Senin, 03 Desember 2018

Tarjuman Al-Mustafid Karya Syaikh Abbdurrauf As-Singkili

Peter G Riddle ("Tafsir Klasik di Indonesia, Studi tentang Arjum Al-Mustafid Karya 'Abd al-Rauf al-Sinkili", dalam kusmana dan Syamsuri, ed, Pengantar Kajian Al-Quran: Tema Pokok, Sejarah dan Wacana Kajian, Jakarta: Pustaka Al-Husna Baru, 2004, h. 203) mengatakan munculnya pendapat umum bahwa Tarjum Al-Mustafid adalah terjemahan dari tafsir Anwar  al-Tanzil wa Asrar al-Ta'wil karya Al-Baidawy karena ulan Snouck Hurgronje yang yang menyaring inti isi halaman-halaman karya As-Singkili, melihat rujukan tafsir Al-Baidawy secara sekilas, kemudian menyimpulkan bahwa Tarjum adalah terjemahan tafsir Al-Baidwy. 

Rinkle awalnya juga sependapat dengan Hurgonje. Tetapi lama-kelamaan setelah meneliti secara mendalam dia mulai sadar bahwa tarjum itui bukan terjmahan tafsir Al-Baidhawi. Tetapi klaim Hurgronje telah terjanjur diterima. Sehingga cetakan-cetakan Tarjum setelahnya yang terbit di Mesir, Singapura dan Indonesia telah mencantumkan keterangan bahwa Tarjum adalah terjemahan tafsir Al-Baidawi. Keterangan ini diperkuat tiga ulama Melayui di Makkah. 

Riddel sendiri mengemukakan, pemeriksaan sekilas terhadap Tarjum langsung dapat ditemukan bahwa karya itu bukan merupakan terjemahan dari tFsur Baidawi. Pembahasan tentang Zulkarnain misalnya, menunjukkan bahwa alih-alih mirip dengan tafsir Baidawi, pembahasan tersebut lebih dekat dengan Tafsir Jalalayn (h. 206). Sementara dalam menafsirkan tentang Kisah Khaidir, As-Singkili secara eksplisit merujuk karya Al-Khazin, Lubab al-ta'wil fi Ma'ani al-Tanzil. 

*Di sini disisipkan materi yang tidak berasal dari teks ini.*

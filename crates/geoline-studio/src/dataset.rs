//! Built-in sample data: a few routes with per-sample speed, and a graticule.

use geoline_engine::coords::LatLng;

#[derive(Debug, Copy, Clone)]
pub struct Sample {
    pub at: LatLng,
    /// km/h
    pub speed: f32,
    /// Lost GPS fix; drawn as a gap.
    pub hidden: bool,
}

#[derive(Debug, Clone)]
pub struct Route {
    pub name: &'static str,
    pub samples: Vec<Sample>,
}

impl Route {
    /// Appends a sample continuing the last heading.
    pub fn extend(&mut self) {
        let n = self.samples.len();
        if n < 2 {
            return;
        }
        let (a, b) = (self.samples[n - 2], self.samples[n - 1]);
        self.samples.push(Sample {
            at: LatLng::new(
                2.0 * b.at.lat - a.at.lat,
                2.0 * b.at.lng - a.at.lng,
            ),
            speed: b.speed,
            hidden: false,
        });
    }
}

fn sample(origin: LatLng, dlat: f64, dlng: f64, speed: f32) -> Sample {
    Sample {
        at: LatLng::new(origin.lat + dlat, origin.lng + dlng),
        speed,
        hidden: false,
    }
}

pub fn routes(origin: LatLng) -> Vec<Route> {
    let coast = (0..40)
        .map(|i| {
            let t = i as f64;
            sample(
                origin,
                0.012 * (t * 0.4).sin(),
                -0.04 + t * 0.002,
                30.0 + 20.0 * (t as f32 * 0.2).sin(),
            )
        })
        .collect();

    // Hairpins: the second and fourth turns are near-reversals.
    let switchback = [
        (-0.02, -0.03),
        (-0.02, 0.01),
        (-0.018, -0.02),
        (-0.016, 0.012),
        (-0.0155, -0.025),
    ]
    .into_iter()
    .enumerate()
    .map(|(i, (dlat, dlng))| sample(origin, dlat, dlng, 15.0 + 5.0 * i as f32))
    .collect();

    let zigzag = (0..12)
        .map(|i| {
            let dlng = if i % 2 == 0 { 0.0 } else { 0.004 };
            sample(origin, 0.015 + i as f64 * 0.002, 0.02 + dlng, 60.0)
        })
        .collect();

    let mut tunnel: Vec<Sample> = (0..24)
        .map(|i| sample(origin, 0.025 - i as f64 * 0.0015, -0.03 + i as f64 * 0.001, 45.0))
        .collect();
    for s in &mut tunnel[9..14] {
        s.hidden = true;
    }

    vec![
        Route { name: "coast", samples: coast },
        Route { name: "switchback", samples: switchback },
        Route { name: "zigzag", samples: zigzag },
        Route { name: "tunnel", samples: tunnel },
    ]
}

/// Meridians and parallels every `step` degrees within `half_span` of `origin`.
pub fn graticule(origin: LatLng, half_span: f64, step: f64) -> Vec<Vec<LatLng>> {
    let n = (2.0 * half_span / step).round() as usize;
    let (lat0, lng0) = (origin.lat - half_span, origin.lng - half_span);
    let (lat1, lng1) = (origin.lat + half_span, origin.lng + half_span);

    let mut lines = Vec::with_capacity(2 * (n + 1));
    for k in 0..=n {
        let lng = lng0 + k as f64 * step;
        lines.push(vec![LatLng::new(lat0, lng), LatLng::new(lat1, lng)]);
        let lat = lat0 + k as f64 * step;
        lines.push(vec![LatLng::new(lat, lng0), LatLng::new(lat, lng1)]);
    }
    lines
}

#[cfg(test)]
mod tests {
    use super::*;

    #[test]
    fn routes_are_drawable() {
        let routes = routes(LatLng::new(0.0, 0.0));
        assert!(routes.iter().all(|r| r.samples.len() >= 2));
        assert!(routes.iter().any(|r| r.samples.iter().any(|s| s.hidden)));
    }

    #[test]
    fn extend_continues_heading() {
        let mut r = Route {
            name: "t",
            samples: vec![
                sample(LatLng::default(), 0.0, 0.0, 1.0),
                sample(LatLng::default(), 0.0, 1.0, 1.0),
            ],
        };
        r.extend();
        assert_eq!(r.samples[2].at, LatLng::new(0.0, 2.0));
    }

    #[test]
    fn graticule_line_count() {
        let g = graticule(LatLng::default(), 0.05, 0.01);
        assert_eq!(g.len(), 22);
        assert!(g.iter().all(|l| l.len() == 2));
    }
}
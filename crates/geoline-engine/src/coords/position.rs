/// A point position in some coordinate reference system.
///
/// 2D inputs carry `z = 0`.
#[derive(Debug, Copy, Clone, Default, PartialEq)]
pub struct Position {
    pub x: f64,
    pub y: f64,
    pub z: f64,
}

impl Position {
    #[inline]
    pub const fn new(x: f64, y: f64) -> Self {
        Self { x, y, z: 0.0 }
    }

    #[inline]
    pub const fn with_z(x: f64, y: f64, z: f64) -> Self {
        Self { x, y, z }
    }

    #[inline]
    pub fn is_finite(self) -> bool {
        self.x.is_finite() && self.y.is_finite() && self.z.is_finite()
    }

    #[inline]
    pub fn to_array(self) -> [f64; 3] {
        [self.x, self.y, self.z]
    }
}

impl From<[f64; 2]> for Position {
    #[inline]
    fn from(v: [f64; 2]) -> Self {
        Position::new(v[0], v[1])
    }
}

impl From<[f64; 3]> for Position {
    #[inline]
    fn from(v: [f64; 3]) -> Self {
        Position::with_z(v[0], v[1], v[2])
    }
}

impl From<(f64, f64)> for Position {
    #[inline]
    fn from((x, y): (f64, f64)) -> Self {
        Position::new(x, y)
    }
}

/// Geographic coordinate in degrees.
///
/// Converts to a [`Position`] with `x = lng`, `y = lat`.
#[derive(Debug, Copy, Clone, Default, PartialEq)]
pub struct LatLng {
    pub lat: f64,
    pub lng: f64,
}

impl LatLng {
    #[inline]
    pub const fn new(lat: f64, lng: f64) -> Self {
        Self { lat, lng }
    }
}

impl From<LatLng> for Position {
    #[inline]
    fn from(ll: LatLng) -> Self {
        Position::new(ll.lng, ll.lat)
    }
}

#[cfg(test)]
mod tests {
    use super::*;

    #[test]
    fn two_d_inputs_have_zero_z() {
        assert_eq!(Position::from([1.0, 2.0]).z, 0.0);
        assert_eq!(Position::from((1.0, 2.0)), Position::with_z(1.0, 2.0, 0.0));
    }

    #[test]
    fn latlng_maps_longitude_to_x() {
        let p: Position = LatLng::new(45.0, -73.5).into();
        assert_eq!(p, Position::new(-73.5, 45.0));
    }

    #[test]
    fn non_finite_is_detected() {
        assert!(!Position::new(f64::NAN, 0.0).is_finite());
        assert!(!Position::with_z(0.0, 0.0, f64::INFINITY).is_finite());
        assert!(Position::new(1.0, 1.0).is_finite());
    }
}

Dengan demikian sudah sangat jelas bahwa As-Singkili menyusun tafsir dengan merujuk berbagai literatur tafsir lainnya. Terlihat Tarjum itu adalah tafsir yang punya fokus tinggi pada sistem pentakwilann ditandai dengan rujukan tafsir-tafsir yang akrab dengan sistem takwil. Bahkan murid AsiSingkili, Baba Daud Rumi mengatakan bahwa lebanyakan referensi sejarah dalam Tarjum merujuk kepada tafsir Khazin. 

Ridder (Transferring a Tradition: 'Abd al-Ra'uf al-Singkil's Rendering into Malay of Jalalayn Commentary, Berkeley, CA: CSSAS, University of California, 1990) dan Van Ronker  (Catalogues der Malaische Handscriften in het Museum van het Bataviaasch Genootchap van Kunsten en Wetwnschappen", VKIVII) malah melihat Tarjum lebih mirip dengan Tafsir Jalalayn. Dalam Tarjum, kutupan-kutipan yang dilakukan  tafsir Jalalayn diberikan nama sumber. Tetapi menurut Ridder, penamaan sumber itu dilakukan Baba Daud Rumi. 

Adakah tafsir berbahasa Melayu sebelum Tarjum? Tidak ditemukan. Kecuali penafsiran ayat-ayat tertentu untuk merespon masalah terkait. Ada satu tafsir utuh tentang Surat Al-Kahfi. Karya itu diperkirakan dikarang pada Masa Hamzah Fansuri atau Syamsuddin Al-Sumatrani. Riddle mengemukakan, karya tersebut telah diangkut ke Inggris sebelum peristiwa pembakaran karya-karya Hamzah Fansuri dan pengikutnya di hadapan Masjid Raya Baiturrahman Banda Aceh. Saat ini naskah itu berada di Perpustakaan Universitas Cambridge.

Riddle yakin, di antara karya-karya yang dimusnahkan di hadapan Masjid Raya Baiturrahman terdapat tafsir utuh berbahasa Melayu lainnya sebelum trjum-nya As-Singkili. Tapi karya itu telah punah (h. 210-211).